(Saved data entries)

--

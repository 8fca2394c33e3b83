//! redb table definitions for the cooldown store.
//!
//! Two tables, one per [`fleetscale_core::CooldownKind`], both keyed by
//! app name with a JSON-encoded `CooldownRecord` value — mirroring the
//! KV collaborator's `last_scale_up`/`last_scale_down` hash namespaces.

use redb::TableDefinition;

pub const LAST_SCALE_UP: TableDefinition<&str, &[u8]> = TableDefinition::new("last_scale_up");
pub const LAST_SCALE_DOWN: TableDefinition<&str, &[u8]> = TableDefinition::new("last_scale_down");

--

**Exercise details:**
Report each line above that includes the string "redb".

**Your response:**
//! redb table definitions for the cooldown store.
use redb::TableDefinition;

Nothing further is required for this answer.